Hyoju Chung is the director of Data Science, Search&Clova at Naver. She receieved a PhD in Biostatistics from University of Washington, USA. Before Naver, she worked at Samsung SDS, Seoul, and Collaborative Health Studies Coordinating Center, Seattle.

Naver is the largest search engine in South Korea. At Naver our mission is to connect people to information that enriches everyday life. Since started in 1999 as a web search portal, Naver has successfully delivered a wide range of information and communication services including Naver Mobile, LINE messenger, SNOW and Webtoon. Continuous innovations in search technology, big data and recommender system play an important role in such success. In this talk we will highlight some ongoing efforts to improve search services, specifically how Naver’s search engine has been powered by Artificial Intelligence (AI). This talk will present recent development and future directions in product-centric AI research of NAVER and LINE.


Advertising Data for Social Good

Ingmar Weber
Advertising Data for Social Good
Invited Speaker Ingmar Weber
Research Director
Qatar Computing Research Institute

Ingmar Weber is the research director of the Social Computing Group at the Qatar Computing Research Institute (QCRI). His interdisciplinary research looks at what online user-generated data can tell us about the offline world and society at large. He works with sociologists, political scientists, demographers and medical professionals as well as with UN agencies and NGOs in the Data for Development space. Prior to joining QCRI, Dr Weber was a researcher at Yahoo Research Barcelona. As an undergraduate he studied mathematics at the University of Cambridge before pursuing a PhD at the Max-Planck Institute for Computer Science. He is an ACM, IEEE and AAAI Senior Member and serves as an ACM Distinguished Speaker.

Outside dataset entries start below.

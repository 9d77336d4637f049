//! evtensor-io: HDF5 table storage for per-event tensor collections.
//!
//! Each tensor category lives in one HDF5 group holding four append-only,
//! cross-referenced tables: `extents` (one row per event), `object_extents`
//! and `metadata` (one row per tensor object, index-aligned), and `payload`
//! (all sample values, contiguous). The tables only grow; reads by event
//! index reconstruct independent tensor copies.
//!

mod error;
pub mod event;
pub mod records;
pub mod store;
pub mod table;

pub use error::{Error, Result};
pub use event::{StoreOptions, TensorReader, TensorRecord, TensorWriter};
pub use records::{Extents, IdExtents, MetaRecord, VoxelRecord};
pub use store::TensorStore;
pub use table::AppendTable;
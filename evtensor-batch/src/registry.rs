//! Explicit filler registry.
//!
//! Filler types are registered by explicit calls at process start; there
//! is no load-time self-registration.

use std::collections::HashMap;

use crate::config::{Dimensionality, FillerConfig};
use crate::filler::TensorFiller;
use crate::{Error, Result};

/// Constructs a configured filler for a given batch size.
pub type FillerFactory = fn(FillerConfig, usize) -> Result<TensorFiller>;

/// Name-to-factory map for filler construction.
#[derive(Default)]
pub struct FillerRegistry {
    factories: HashMap<String, FillerFactory>,
}

impl FillerRegistry {
    /// Creates an empty registry.
    #[must_use]
    pub fn new() -> Self {
        Self::default()
    }

    /// Creates a registry with the built-in filler types registered.
    #[must_use]
    pub fn with_defaults() -> Self {
        let mut registry = Self::new();
        registry.register("batch_tensor2d", |config, batch_size| {
            TensorFiller::new(config, Dimensionality::Two, batch_size)
        });
        registry.register("batch_tensor3d", |config, batch_size| {
            TensorFiller::new(config, Dimensionality::Three, batch_size)
        });
        registry
    }

    /// Registers a factory under a name, replacing any previous entry.
    pub fn register(&mut self, name: impl Into<String>, factory: FillerFactory) {
        self.factories.insert(name.into(), factory);
    }

    /// Builds a configured filler by registered name.
    ///
    /// # Errors
    /// Returns `UnknownFiller` for an unregistered name, or the factory's
    /// configuration error.
    pub fn build(
        &self,
        name: &str,
        config: FillerConfig,
        batch_size: usize,
    ) -> Result<TensorFiller> {
        let factory = self
            .factories
            .get(name)
            .ok_or_else(|| Error::UnknownFiller(name.to_string()))?;
        factory(config, batch_size)
    }
}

Most of the big internet companies, such as Facebook, Google or Twitter, generate their revenue from targeted advertising. To offer advertisers with advanced targeting capabilities, these companies collect large amounts of user data to build elaborate profiles. Based on these profiles an advertiser can then choose to target only, say, female Facebook users living in Taiwan who are aged 35-44, who used to live in the Philippines and who primarily use an iOS device to access Facebook. To help advertisers in planning their advertising campaigns and the related budget needs, the advertising platforms provide so-called audience estimates on how many of their users match the provided targeting criteria. In the example above, Facebook estimates that there are 3700 monthly active matching users (as of January 8, 2020). In this talk I’ll describe how, in close collaboration with different UN agencies, we’re tapping into these audience estimates to (i) monitor international migration, (ii) track digital gender gaps, and (iii) map wealth inequalities. We consistently find that, despite fake profiles and noise in the inference algorithms, data derived from the advertising platforms can provide valuable information that is complementary to other data sources. At the same time, our work shows the risk of identifying vulnerable groups, rather than individuals, which is often not adequately considered in discussions focused on individual privacy.